U.S. weather forecasters say Hurricane Gustav's outer edge is battering the U.S. Gulf coastas it nears New Orleans, Louisiana.
The deadly storm has winds of nearly of 185 kilometers per hour and is expected to make landfall by midday Monday.
Forecasters do not expect Gustav to grow stronger before hitting the Louisiana coast, and expect it to weaken once the center moves inland.
The National Hurricane Center says Gustav may dump up to half a meter of rain in some areas. The center also warns tides may be about four meters higher than normal.
Authorities say 95 percent of the residents in the threatened area - or about two million people - have fled.
Louisiana Governor Bobby Jindal strongly urged all remaining 100-thousand residents along the coast to evacuate.
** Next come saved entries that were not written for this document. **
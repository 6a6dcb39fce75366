pub mod types;
pub mod classification;
pub mod retry;

pub use types::SeoError;
pub use classification::ErrorClassification;
pub use retry::{RetryConfig, with_retry};
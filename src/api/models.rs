use serde::{Deserialize, Serialize};

#[derive(Deserialize)]
pub struct ShopQuery {
    #[serde(default)]
    pub shop: String,
}

#[derive(Deserialize)]
pub struct CallbackQuery {
    #[serde(default)]
    pub shop: String,
    #[serde(default)]
    pub code: String,
}

#[derive(Deserialize)]
pub struct AssetQuery {
    #[serde(default)]
    pub shop: String,
    pub theme_id: String,
    pub asset_key: String,
}

#[derive(Deserialize)]
pub struct AnalyzeRequest {
    pub asset_key: String,
    pub content: String,
}

#[derive(Serialize)]
pub struct AuthCallbackResponse {
    pub message: String,
    pub shop: String,
}

#[derive(Serialize)]
pub struct ThemeAssetResponse {
    pub asset_key: String,
    pub content: String,
}
pub mod connection;
pub mod schema;
pub mod sessions;

pub use connection::Database;
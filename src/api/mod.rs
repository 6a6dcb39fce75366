pub mod routes;
pub mod models;
pub mod errors;

use std::sync::Arc;
use std::time::Duration;
use axum::routing::{get, post};
use axum::Router;
use tower_http::trace::TraceLayer;
use crate::config::Settings;
use crate::db::Database;
use crate::errors::SeoError;

const HTTP_TIMEOUT: Duration = Duration::from_secs(30);

#[derive(Clone)]
pub struct AppState {
    pub db: Database,
    pub settings: Arc<Settings>,
    pub http: reqwest::Client,
}

impl AppState {
    pub fn new(db: Database, settings: Settings) -> Result<Self, SeoError> {
        let http = reqwest::Client::builder()
            .timeout(HTTP_TIMEOUT)
            .user_agent(concat!("shopify-seo/", env!("CARGO_PKG_VERSION")))
            .build()
            .map_err(|e| SeoError::Internal(format!("Failed to build HTTP client: {}", e)))?;

        Ok(Self::with_client(db, settings, http))
    }

    pub fn with_client(db: Database, settings: Settings, http: reqwest::Client) -> Self {
        Self { db, settings: Arc::new(settings), http }
    }
}

pub async fn create_app_state(settings: Settings) -> Result<AppState, SeoError> {
    let db = Database::new(&settings.database_url)?;
    AppState::new(db, settings)
}

pub fn build_router(state: AppState) -> Router {
    let v1 = Router::new()
        .route("/auth/install", get(routes::auth::install))
        .route("/auth/callback", get(routes::auth::callback))
        .route("/themes", get(routes::themes::list_themes))
        .route("/themes/asset", get(routes::themes::get_asset))
        .route("/seo/check", get(routes::seo::check))
        .route("/seo/analyze", post(routes::seo::analyze));

    Router::new()
        .route("/", get(routes::health::root))
        .route("/api/health", get(routes::health::health_check))
        .nest("/api/v1", v1)
        // Paths served before the versioned API existed
        .route("/install", get(routes::auth::install))
        .route("/auth/callback", get(routes::auth::callback))
        .route("/themes", get(routes::themes::list_themes))
        .route("/theme-asset", get(routes::themes::get_asset))
        .route("/seo-check", get(routes::seo::check))
        .layer(TraceLayer::new_for_http())
        .with_state(state)
}
pub mod basic_models;
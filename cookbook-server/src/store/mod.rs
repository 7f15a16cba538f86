//! The record store behind the catalog.
//!
//! Handlers never talk to SQLite directly; they hold an `Arc<dyn RecipeStore>` so the
//! in-memory store can stand in for the database in tests.

use anyhow::Result;
use cookbook::basic_models;

use crate::models::{Category, Recipe, User};

pub mod memory;
pub mod sqlite;

pub use memory::InMemoryStore;

/// Which recipes to fetch. Results always come back newest first (descending id).
#[derive(Debug, Clone, Default, PartialEq, Eq)]
pub struct RecipeQuery {
    /// Only recipes with `is_published` set
    pub published_only: bool,
    pub category_id: Option<i64>,
    pub recipe_id: Option<i64>,
}

impl RecipeQuery {
    /// The starting point of every public read path.
    pub fn published() -> Self {
        Self {
            published_only: true,
            ..Default::default()
        }
    }

    /// Every recipe, published or not. Only for operators.
    pub fn everything() -> Self {
        Self::default()
    }

    pub fn in_category(mut self, category_id: i64) -> Self {
        self.category_id = Some(category_id);
        self
    }

    pub fn with_id(mut self, recipe_id: i64) -> Self {
        self.recipe_id = Some(recipe_id);
        self
    }

    /// Whether a recipe passes this query's filters
    pub fn matches(&self, recipe: &Recipe) -> bool {
        (!self.published_only || recipe.is_published)
            && self
                .category_id
                .map_or(true, |id| recipe.category_id == Some(id))
            && self.recipe_id.map_or(true, |id| recipe.recipe_id == id)
    }
}

/// A single mutation of an existing recipe. Every change refreshes `updated_at`.
#[derive(Debug, Clone, PartialEq, Eq)]
pub enum RecipeChange {
    Published(bool),
    Cover(Option<String>),
    Category(Option<i64>),
}

/// Persistent storage for categories, users and recipes.
///
/// Mutations of a missing row return `Ok(false)`: that is how a store reports NotFound
/// for writes, and callers turn it into their own not-found error. `Err` is kept for
/// failures of the store itself and for rejected input.
pub trait RecipeStore: Send + Sync {
    /// Recipes matching `query`, in descending id order.
    fn find_recipes(&self, query: &RecipeQuery) -> Result<Vec<Recipe>>;

    fn category(&self, category_id: i64) -> Result<Option<Category>>;

    fn list_categories(&self) -> Result<Vec<Category>>;

    fn create_category(&self, upload: &basic_models::CategoryForUpload) -> Result<Category>;

    fn rename_category(&self, category_id: i64, name: &str) -> Result<bool>;

    /// Remove a category. Recipes referencing it survive with no category.
    fn delete_category(&self, category_id: i64) -> Result<bool>;

    fn user(&self, user_id: i64) -> Result<Option<User>>;

    fn create_user(&self, upload: &basic_models::UserForUpload) -> Result<User>;

    /// Remove a user. Recipes they wrote survive with no author.
    fn delete_user(&self, user_id: i64) -> Result<bool>;

    /// Store a new recipe. Referenced category and author must exist.
    fn create_recipe(&self, upload: basic_models::RecipeForUpload) -> Result<Recipe>;

    fn update_recipe(&self, recipe_id: i64, change: &RecipeChange) -> Result<bool>;

    fn delete_recipe(&self, recipe_id: i64) -> Result<bool>;
}
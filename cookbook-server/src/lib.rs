pub mod catalog;
pub mod config;
pub mod database;
pub mod errors;
pub mod models;
pub mod routes;
pub mod storage;
pub mod store;
pub mod templates;
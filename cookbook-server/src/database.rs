use anyhow::{Context, Result};
use r2d2_sqlite::SqliteConnectionManager;

const MIGRATIONS: [&str; 2] = [
    include_str!("migrations/01-initial.sql"),
    include_str!("migrations/02-add-indexes.sql"),
];

#[derive(Clone)]
pub struct Database {
    pub pool: r2d2::Pool<SqliteConnectionManager>,
}

impl Database {
    /// Open (or create) the database file at `path` and bring its schema up to date.
    pub async fn connect(path: &str) -> Result<Self> {
        if let Some(parent) = std::path::Path::new(path).parent() {
            if !parent.as_os_str().is_empty() {
                std::fs::create_dir_all(parent)
                    .with_context(|| format!("Creating database directory for {}", path))?;
            }
        }
        let manager = Self::with_foreign_keys(SqliteConnectionManager::file(path));
        let pool = r2d2::Pool::new(manager)?;
        let me = Self { pool };
        me.migrate().await?;
        Ok(me)
    }

    /// A private, throwaway database. Every pooled sqlite memory connection is its own
    /// database, so the pool is pinned to a single connection that is never recycled.
    pub async fn connect_in_memory() -> Result<Self> {
        let manager = Self::with_foreign_keys(SqliteConnectionManager::memory());
        let pool = r2d2::Pool::builder()
            .max_size(1)
            .max_lifetime(None)
            .idle_timeout(None)
            .build(manager)?;
        let me = Self { pool };
        me.migrate().await?;
        Ok(me)
    }

    /// SQLite leaves foreign keys off per connection unless asked, and ON DELETE SET NULL
    /// depends on them.
    fn with_foreign_keys(manager: SqliteConnectionManager) -> SqliteConnectionManager {
        manager.with_init(|conn| conn.execute_batch("PRAGMA foreign_keys = ON;"))
    }

    /// Migrate the database to the latest version.
    async fn migrate(&self) -> Result<()> {
        // Find the current migration version. If it fails, we need to run all the migrations.
        let conn = self.pool.get()?;
        let current_version: String = conn
            .query_row(
                "SELECT value FROM metadata WHERE key = 'schema_version'",
                rusqlite::params![],
                |row| row.get(0),
            )
            .unwrap_or("0".to_string());
        let current_version = current_version.parse::<usize>().unwrap_or(0);
        tracing::info!("Current schema version: {}", current_version);
        for (index, migration) in MIGRATIONS.iter().enumerate().skip(current_version) {
            tracing::warn!("Applying migration {}", index + 1);
            conn.execute_batch(migration)
                .with_context(|| format!("Applying migration {}", index + 1))?;
        }
        Ok(())
    }

    /// Convenience method to collect rows from a query into a Vec.
    pub fn collect_rows<T: FromRow, P: rusqlite::Params>(
        &self,
        sql: &str,
        parameters: P,
    ) -> Result<Vec<T>> {
        let conn = self.pool.get()?;
        let mut stmt = conn.prepare(sql)?;
        let rows = stmt.query(parameters)?;
        rows.mapped(T::from_row)
            .map(|r| r.map_err(Into::into))
            .collect::<Result<_>>()
    }

    /// Run a single statement, returning the number of rows it touched.
    pub fn execute<P: rusqlite::Params>(&self, sql: &str, parameters: P) -> Result<usize> {
        let conn = self.pool.get()?;
        Ok(conn.execute(sql, parameters)?)
    }
}

pub trait FromRow {
    fn from_row(row: &rusqlite::Row) -> rusqlite::Result<Self>
    where
        Self: Sized;
}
In 2005, Hurricane Katrina caused levees around New Orleans to fail and flood most of the city.
Katrina claimed more than 1,400 lives and caused billions of dollars in damage.
Federal disaster management officials say they are moving emergency supplies and personnel into positions at locations around the expected landfall area.
National Guardsmen are in New Orleans, ready to respond.
President Bush plans to travel to the neighboring state of Texas Monday to meet with emergency workers. He said he hopes to visit Louisiana as soon as conditions permit.
Last week, Gustav crossed over Jamaica, Haiti and the Dominican Republic, taking at least 86 lives. The storm also caused property damage in Cuba, but no deaths were reported.